Entonces empezó a frotarse las manos y a sonreírme de forma desaprobadora y estúpida.

–No hay nada que yo no hiciera por complacerle, coronel -dijo, dando un paso hacia atrás-. Seguro que ella recordará que yo siempre he dicho que jamás había tratado con un caballero más noble y educado…

Jarvis hizo una pausa y me miró, frotándose otra vez las manos. – ¿Y bien? – dije. – ¡Pero, señor! – se acercó, con la misma estúpida e insinuante sonrisa-. Dése cuenta de que yo no puedo caminar. Con un caballo entre las piernas o con las riendas en la mano, no soy inferior a ningún otro hombre; pero a pie, coronel… No es por las apariciones… Yo he sido siempre de caballería, ¿comprende? – se rió roncamente y añadió-: Pero enfrentarse con una cosa incomprensible, y a pie, coronel…

–Bien, señor; si yo puedo hacerlo -dije ásperamente-, ¿por qué usted no?

–Bueno, coronel, hay una gran diferencia. En primer lugar, usted puede vagabundear por el campo, y no le pasa nada; pero a mí una caminata me cansa más que cien millas a caballo. En segundo lugar, usted es un caballero y hace lo que le place; usted no es tan viejo como yo, y lo que me propone es en beneficio de su propio hijo, y además, coronel…

–El cree en ello y usted no -dijo la mujer. – ¿Vendría usted conmigo? – dije, volviéndome hacia ella.

La mujer dio un salto hacia atrás, desconcertada, y volcó la silla. – ¿Yo? – dijo, con un chillido que concluyó en una especie de risa histérica-. Yo le acompañaría, pero ¿qué diría la gente del pueblo al enterarse de que el coronel Mortimer anda por ahí con una vieja tonta pegada a sus talones?

La sugerencia me hizo reír, a pesar de que no tenía ninguna gana de hacerlo.

–Lamento que tengas tan poco espíritu, Jarvis -dije-. Supongo que tendré que buscar a otro.

Jarvis, herido por lo que acababa de decir, empezó a protestar, pero le corté en seguida. Mi mayordomo era un soldado que había luchado a mi lado en la India, y se suponía que no le tenía miedo a nadie, ya fuera hombre o demonio, y de ninguna manera al primero. Además, estaba perdiendo el tiempo allí. Los Jarvis experimentaron un gran alivio al librarse de mí. Me acompañaron hasta la puerta dando muestras de una exagerada cortesía. En el exterior, los dos mozos de cuadra esperaban muy cerca, y mi súbita salida los desconcertó un poco. No puedo asegurar que hubieran estado escuchando, pero estaban lo suficientemente cerca para haber cogido algún fragmento de la conversación. Cuando pasé delante de ellos agité la mano en respuesta a sus saludos, y me dio la impresión de que ellos también se alegraban de verme marchar.
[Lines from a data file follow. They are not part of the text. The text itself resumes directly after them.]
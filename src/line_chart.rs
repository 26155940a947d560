use crate::scale::{format_tick, year_ticks, LinearScale};
use crate::svg::xml_escape;
use crate::types::TemperatureRecord;
use crate::view::AtlasState;
use anyhow::{anyhow, Result};
use chrono::{Datelike, NaiveDate};
use std::fmt::Write;

const MARGIN_TOP: f64 = 20.0;
const MARGIN_RIGHT: f64 = 30.0;
const MARGIN_BOTTOM: f64 = 30.0;
const MARGIN_LEFT: f64 = 40.0;
const X_TICKS: usize = 12;
const Y_TICKS: usize = 10;

/// Temperature trend for one country: a single continuous polyline over a
/// time x axis and a niced linear y axis. Points are connected in input
/// order; the source table is chronological per country and is not re-sorted.
pub fn render(state: &AtlasState, country: &str) -> Result<String> {
    let records: Vec<&TemperatureRecord> = state
        .dataset
        .temperatures
        .iter()
        .filter(|r| r.country == country)
        .collect();

    if records.is_empty() {
        return Err(anyhow!("No temperature records for '{}'", country));
    }

    let cfg = &state.config.map;
    let (width, height) = (cfg.chart_width, cfg.chart_height);

    let (min_dt, max_dt) = records
        .iter()
        .fold((records[0].dt, records[0].dt), |(lo, hi), r| {
            (lo.min(r.dt), hi.max(r.dt))
        });
    let (min_temp, max_temp) = records.iter().fold(
        (f64::INFINITY, f64::NEG_INFINITY),
        |(lo, hi), r| (lo.min(r.average_temperature), hi.max(r.average_temperature)),
    );

    let total_days = (max_dt - min_dt).num_days().max(1) as f64;
    let x_for = |date: NaiveDate| {
        MARGIN_LEFT + (date - min_dt).num_days() as f64 / total_days * (width - MARGIN_LEFT - MARGIN_RIGHT)
    };
    let y_scale = LinearScale::new((min_temp, max_temp), (height - MARGIN_BOTTOM, MARGIN_TOP))
        .nice(Y_TICKS);

    let mut s = String::with_capacity(256 << 10);
    let _ = write!(
        s,
        "<svg xmlns=\"http://www.w3.org/2000/svg\" width=\"{w}\" height=\"{h}\" viewBox=\"0 0 {w} {h}\">\n",
        w = width,
        h = height
    );

    // x axis
    let axis_y = height - MARGIN_BOTTOM;
    s.push_str("  <g font-size=\"10\" fill=\"#333\">\n");
    let _ = write!(
        s,
        "    <line x1=\"{x0}\" y1=\"{y:.1}\" x2=\"{x1}\" y2=\"{y:.1}\" stroke=\"#333\"/>\n",
        x0 = MARGIN_LEFT,
        x1 = width - MARGIN_RIGHT,
        y = axis_y
    );
    for tick in year_ticks(min_dt, max_dt, X_TICKS) {
        let x = x_for(tick);
        let _ = write!(
            s,
            "    <line x1=\"{x:.1}\" y1=\"{y0:.1}\" x2=\"{x:.1}\" y2=\"{y1:.1}\" stroke=\"#333\"/>\n",
            x = x,
            y0 = axis_y,
            y1 = axis_y + 6.0
        );
        let _ = write!(
            s,
            "    <text x=\"{x:.1}\" y=\"{y:.1}\" text-anchor=\"middle\">{year}</text>\n",
            x = x,
            y = axis_y + 16.0,
            year = tick.year()
        );
    }
    s.push_str("  </g>\n");

    // y axis
    s.push_str("  <g font-size=\"10\" fill=\"#333\">\n");
    let _ = write!(
        s,
        "    <line x1=\"{x:.1}\" y1=\"{y0:.1}\" x2=\"{x:.1}\" y2=\"{y1:.1}\" stroke=\"#333\"/>\n",
        x = MARGIN_LEFT,
        y0 = MARGIN_TOP,
        y1 = axis_y
    );
    for tick in y_scale.ticks(Y_TICKS) {
        let y = y_scale.scale(tick);
        let _ = write!(
            s,
            "    <line x1=\"{x0:.1}\" y1=\"{y:.1}\" x2=\"{x1:.1}\" y2=\"{y:.1}\" stroke=\"#333\"/>\n",
            x0 = MARGIN_LEFT - 6.0,
            x1 = MARGIN_LEFT,
            y = y
        );
        let _ = write!(
            s,
            "    <text x=\"{x:.1}\" y=\"{y:.1}\" dy=\"0.32em\" text-anchor=\"end\">{label}</text>\n",
            x = MARGIN_LEFT - 9.0,
            y = y,
            label = format_tick(tick)
        );
    }
    s.push_str("  </g>\n");

    // the trend line itself, in input order
    let mut d = String::new();
    for (i, record) in records.iter().enumerate() {
        let x = x_for(record.dt);
        let y = y_scale.scale(record.average_temperature);
        if i == 0 {
            let _ = write!(d, "M{:.2},{:.2}", x, y);
        } else {
            let _ = write!(d, "L{:.2},{:.2}", x, y);
        }
    }
    let _ = write!(
        s,
        "  <path d=\"{}\" fill=\"none\" stroke=\"steelblue\" stroke-width=\"1.5\"/>\n",
        d
    );

    // title and axis labels
    let _ = write!(
        s,
        "  <text x=\"{x}\" y=\"{y}\" text-anchor=\"middle\" font-size=\"16\" text-decoration=\"underline\">Temperature Trends for {name}</text>\n",
        x = width / 2.0,
        y = MARGIN_TOP,
        name = xml_escape(country)
    );
    let _ = write!(
        s,
        "  <text x=\"{x}\" y=\"{y}\" text-anchor=\"middle\" font-size=\"12\">Year</text>\n",
        x = width / 2.0,
        y = height - MARGIN_BOTTOM / 2.0
    );
    let _ = write!(
        s,
        "  <text transform=\"rotate(-90)\" y=\"{y}\" x=\"{x}\" dy=\"-1em\" text-anchor=\"middle\" font-size=\"12\">Temperature (°C)</text>\n",
        y = MARGIN_LEFT / 2.0,
        x = -height / 2.0
    );

    s.push_str("</svg>\n");
    Ok(s)
}
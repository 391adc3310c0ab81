//! Offline backend
//!
//! No audio node: the controller weights the source buffer itself and feeds
//! it to the worker in fixed-size chunks. The queue holds one chunk, so the
//! feed keeps pace with the worker.

use super::{BackendHost, BackendKind, ProcessorRegistry};
use crate::error::Result;
use crate::events::MeasurementEvent;
use crossbeam_channel::Sender;

/// Messages allowed to wait in the offline worker's queue
const OFFLINE_QUEUE_DEPTH: usize = 1;

pub(crate) struct OfflineBackend {
    host: BackendHost,
}

impl OfflineBackend {
    pub(crate) fn spawn(
        worker: &str,
        registry: &ProcessorRegistry,
        events: Sender<MeasurementEvent>,
    ) -> Result<Self> {
        tracing::debug!(worker = %worker, "Starting offline worker");
        let host = BackendHost::spawn(
            BackendKind::Offline.thread_name(),
            worker,
            registry,
            events,
            Some(OFFLINE_QUEUE_DEPTH),
        )?;
        Ok(Self { host })
    }

    pub(crate) fn host(&self) -> &BackendHost {
        &self.host
    }
}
Parecerá extraño, pero debo añadir, en honor a la verdad, que, a pesar de estar empeñado en llevar a cabo la investigación que le había prometido a mi hijo Roland, y de estar convencido de que su salud -y tal vez su vida- dependían del resultado de mis averiguaciones, sentí una inexplicable repugnancia a pasar por las ruinas cuando caminaba de regreso a casa. Mi curiosidad era intensa; y con todo, mi voluntad no podía dominar a mi cuerpo, que me impulsaba a pasar de largo. Es probable que los científicos lo interpreten de otra manera y atribuyan mi cobardía al estado de mi estómago. Continué avanzando, pero si hubiera hecho caso a mis impulsos, habría cambiado de dirección y echado a correr inmediatamente. Todo mi ser se rebelaba contra ello; mi pulso se aceleró, y mi corazón empezó a latir violentamente, como si asestasen martillazos contra mis oídos y cada uno de mis centros sensitivos.

Era una noche muy oscura, como he dicho; la vieja mansión, con su informe torre, surgía amenazadora a través de las tinieblas, como una pesada masa, más negra aún que la propia noche. Por otra parte, los grandes y sombríos cedros, de los que estábamos tan orgullosos, contribuían a cerrar la noche. Mi confusión era tan grande, que me desvié del camino y no pude evitar lanzar un grito cuando me golpeé con algo sólido. ¿Qué era? El contacto con la cal y la dura piedra, y las espinosas ramas de las zarzas me devolvieron a la realidad. «Oh, es el viejo frontispicio» -dije en voz alta, y solté una risita para tranquilizarme. El áspero tacto de las piedras me reconfortó. A medida que las palpaba, desaparecía mi estúpida locura visionaria. ¿Por qué una cosa tan fácil de explicar me había desviado del sendero en medio de la oscuridad? Este pensamiento me infundió nuevos ánimos, como si una mano sabia me hubiera quitado de encima las necedades de la superstición.